Submitted by sulmer on

In a paper published today in Nature, we report on the most precise comparison between a fundamental property of protons and antiprotons. Analysing a total of about 24000 proton and antiproton cyclotron frequency measurements, taken over the course of one year and half, we found that the charge-to-mass ratios of protons and antiprotons are identical to within a record experimental uncertainty of 16 parts per trillion, see Fig. 1. This measurement constitutes the most precise test of the fundamental charge, parity, time reversal invariance, which is at the level of known fundamental physics the only combination of discrete symmetry transformations that is observed as an exact symmetry of nature. The detection of a mass difference between matter/antimatter conjugates would imply higher-dimension physics with non-local character. Our result for the ratio of antiproton to proton charge-to-mass ratios

 

R=1.000 000 000 003 (16)

 

means that at the level of an energy resolution of 2x10-27 GeV we do not detect any indication of such type of physics beyond the Standard Model, which would violate fundamental principles, such as microcausality and Lorentz invariance. The experimental detection of such a difference could also shed light on why the universe is made up almost entirely of matter, even though to our current best knowledge equal amounts of matter and antimatter should have been created in the Big Bang. The detected differences between matter and antimatter particles that are consistent with the Standard Model are by many orders of magnitude insufficient to explain this observed cosmic imbalance.

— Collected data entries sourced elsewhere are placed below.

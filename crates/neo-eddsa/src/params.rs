//! Typed parameter sets for the EdDSA gadgets.
//!
//! [`EdDsaParams`] bundles the curve, the hash constants and the bit widths
//! every gadget in one verification instance shares. It is built once,
//! validated, and then only ever borrowed.
//!
//! Correctness precondition: `base` must generate the prime-order subgroup
//! that honest public keys live in. The circuit computes `c·A` rather than
//! `(c·k)·B` and relies on `l·B = O` to make the two agree; this is not
//! re-checked in-circuit.
//!
//! `S` is only range-limited by `scalar_bits`. With `scalar_bits` wider than
//! the subgroup order (252 bits for Jubjub), both `S` and `S + l` satisfy the
//! circuit. Callers that need non-malleable signatures must check `S < l`
//! outside the circuit.

use blake2b_simd::Params as Blake2bParams;
use ff::PrimeField;
use serde::{Deserialize, Serialize};

use crate::curve::CurveParams;
use crate::error::ParamsError;

/// Round count of MiMC-5 for a ~255-bit field: ceil(255 / log2(5)).
pub const DEFAULT_MIMC_ROUNDS: usize = 110;

/// Public, fixed seed for round constants and domain IVs.
pub const DEFAULT_MIMC_SEED: &str = "neo/eddsa/mimc5/v1";

#[derive(Clone, Debug, PartialEq, Eq, Serialize, Deserialize)]
pub struct HashConfig {
    pub rounds: usize,
    pub seed: String,
}

impl Default for HashConfig {
    fn default() -> Self {
        Self {
            rounds: DEFAULT_MIMC_ROUNDS,
            seed: DEFAULT_MIMC_SEED.into(),
        }
    }
}

/// What the validity check on `R` proves.
#[derive(Clone, Copy, Debug, Default, PartialEq, Eq, Serialize, Deserialize)]
pub enum ValidityPolicy {
    /// `R` satisfies the curve equation.
    #[default]
    OnCurve,
    /// `R` is on the curve and `l·R` is the identity.
    PrimeOrder,
}

/// Expanded MiMC constants. `x ↦ x^5` must be a permutation of `F`
/// (`gcd(5, p − 1) = 1`), which holds for the BLS12-381 scalar field.
#[derive(Clone, Debug, PartialEq, Eq)]
pub struct MimcParams<F: PrimeField> {
    seed: String,
    round_constants: Vec<F>,
}

impl<F: PrimeField> MimcParams<F> {
    pub fn from_config(config: &HashConfig) -> Self {
        let round_constants = (0..config.rounds)
            .map(|r| {
                let mut msg = Vec::with_capacity(config.seed.len() + 16);
                msg.extend_from_slice(config.seed.as_bytes());
                msg.extend_from_slice(b"/round/");
                msg.extend_from_slice(&(r as u64).to_le_bytes());
                field_from_blake2b(&msg)
            })
            .collect();
        Self {
            seed: config.seed.clone(),
            round_constants,
        }
    }

    pub fn rounds(&self) -> usize {
        self.round_constants.len()
    }

    pub fn round_constants(&self) -> &[F] {
        &self.round_constants
    }

    /// Initial chaining value for a hash domain.
    pub fn domain_iv(&self, domain: &str) -> F {
        let mut msg = Vec::with_capacity(self.seed.len() + domain.len() + 4);
        msg.extend_from_slice(self.seed.as_bytes());
        msg.extend_from_slice(b"/iv/");
        msg.extend_from_slice(domain.as_bytes());
        field_from_blake2b(&msg)
    }
}

/// Reduce a 512-bit Blake2b digest into `F` (bias is negligible for
/// fields under 2^448).
fn field_from_blake2b<F: PrimeField>(msg: &[u8]) -> F {
    let hash = Blake2bParams::new().hash_length(64).hash(msg);
    let shift = F::from(1u64 << 32).square();
    hash.as_bytes().chunks_exact(8).fold(F::ZERO, |acc, chunk| {
        let mut limb = [0u8; 8];
        limb.copy_from_slice(chunk);
        acc * shift + F::from(u64::from_le_bytes(limb))
    })
}

#[derive(Clone, Debug, PartialEq, Eq)]
pub struct EdDsaParams<F: PrimeField> {
    pub curve: CurveParams<F>,
    pub hash: MimcParams<F>,
    /// Width of the signature scalar `S` (bits).
    pub scalar_bits: usize,
    /// Upper bound on raw message length (bits).
    pub max_message_bits: usize,
    pub validity: ValidityPolicy,
}

impl<F: PrimeField> EdDsaParams<F> {
    /// Construct and validate a parameter set.
    pub fn new(
        curve: CurveParams<F>,
        hash: &HashConfig,
        scalar_bits: usize,
        max_message_bits: usize,
        validity: ValidityPolicy,
    ) -> Result<Self, ParamsError> {
        if bool::from(curve.a.is_zero()) {
            return Err(ParamsError::Invalid("curve coefficient a must be non-zero"));
        }
        if bool::from(curve.d.is_zero()) {
            return Err(ParamsError::Invalid("curve coefficient d must be non-zero"));
        }
        if curve.a == curve.d {
            return Err(ParamsError::Invalid("curve coefficients a and d must differ"));
        }
        if !curve.base.is_on_curve(&curve) {
            return Err(ParamsError::BaseNotOnCurve);
        }
        if curve.base.is_identity() {
            return Err(ParamsError::Invalid("base point must not be the identity"));
        }
        if scalar_bits == 0 || scalar_bits > F::NUM_BITS as usize {
            return Err(ParamsError::Invalid("scalar_bits must be in 1..=F::NUM_BITS"));
        }
        if max_message_bits == 0 {
            return Err(ParamsError::Invalid("max_message_bits must be positive"));
        }
        if hash.rounds == 0 {
            return Err(ParamsError::Invalid("hash rounds must be positive"));
        }
        match (&curve.order, validity) {
            (None, ValidityPolicy::PrimeOrder) => return Err(ParamsError::MissingSubgroupOrder),
            (Some(order), _) if !order.iter().any(|bit| *bit) => {
                return Err(ParamsError::Invalid("subgroup order must be non-zero"));
            }
            _ => {}
        }

        Ok(Self {
            hash: MimcParams::from_config(hash),
            curve,
            scalar_bits,
            max_message_bits,
            validity,
        })
    }

    /// Width of the challenge `c = H(R, A, M)` and of the compressed message.
    pub fn challenge_bits(&self) -> usize {
        F::NUM_BITS as usize
    }
}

Figure 1: Elements of the proton/antiproton Q/M ratio comparison. Distribution of measured data points projected to one sidereal year.

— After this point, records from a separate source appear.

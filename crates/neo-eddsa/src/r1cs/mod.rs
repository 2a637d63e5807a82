//! Rank-1 constraint system builder
//!
//! - `lc`: variable handles and sparse linear combinations
//! - `protoboard`: wire allocation, constraints, witness, bellpepper export
//! - `wires`: bit-string and affine point bundles

pub mod lc;
pub mod protoboard;
pub mod wires;

pub use lc::{LinearCombination, Variable};
pub use protoboard::{Constraint, EmissionMark, Protoboard};
pub use wires::{pack_bits, VariableArray, VariablePoint};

Our measurements are based on the operation of an advanced cryogenic Penning trap system in which we confine antiprotons and negatively charged hydrogen ions as proxies for protons. A particle in such a trap follows a cyclical trajectory with a frequency, close to the cyclotron frequency, that scales with the trap’s magnetic-field strength and the particle's charge-to-mass ratio. Alternately feeding antiprotons and negatively charged hydrogen ions into the measurement Penning trap, we measured, under the same conditions, the cyclotron frequencies of these two kinds of particles and obtained the above result. In addition to comparing fundamental properties of protons and antiprotons with unprecedented precision, we have interpreted our measurements in a way that allows us to place stringent limits on the weak equivalence principle for matter and antimatter clocks. According to this principle, different bodies in the same gravitational field experience the same acceleration. Because our experiment is placed on the surface of the Earth, the proton and antiproton cyclotron-frequency measurements were made in the gravitational field on Earth’s surface. Sampling the varying gravitational field in our laboratory as the planet orbits around the Sun, if matter and antimatter would react differently to gravity, we should observe time dependent signatures in the measured proton/antiproton cyclotron-frequency ratios. Within a measurement uncertainty at a level of three parts in 100 we did not find such oscillating signatures. This study constitutes the first differential test of the weak equivalence principle for baryonic matter/antimatter clocks, the result indicates, within the achieved experimental resolution, that matter and antimatter clocks behave similar under gravity.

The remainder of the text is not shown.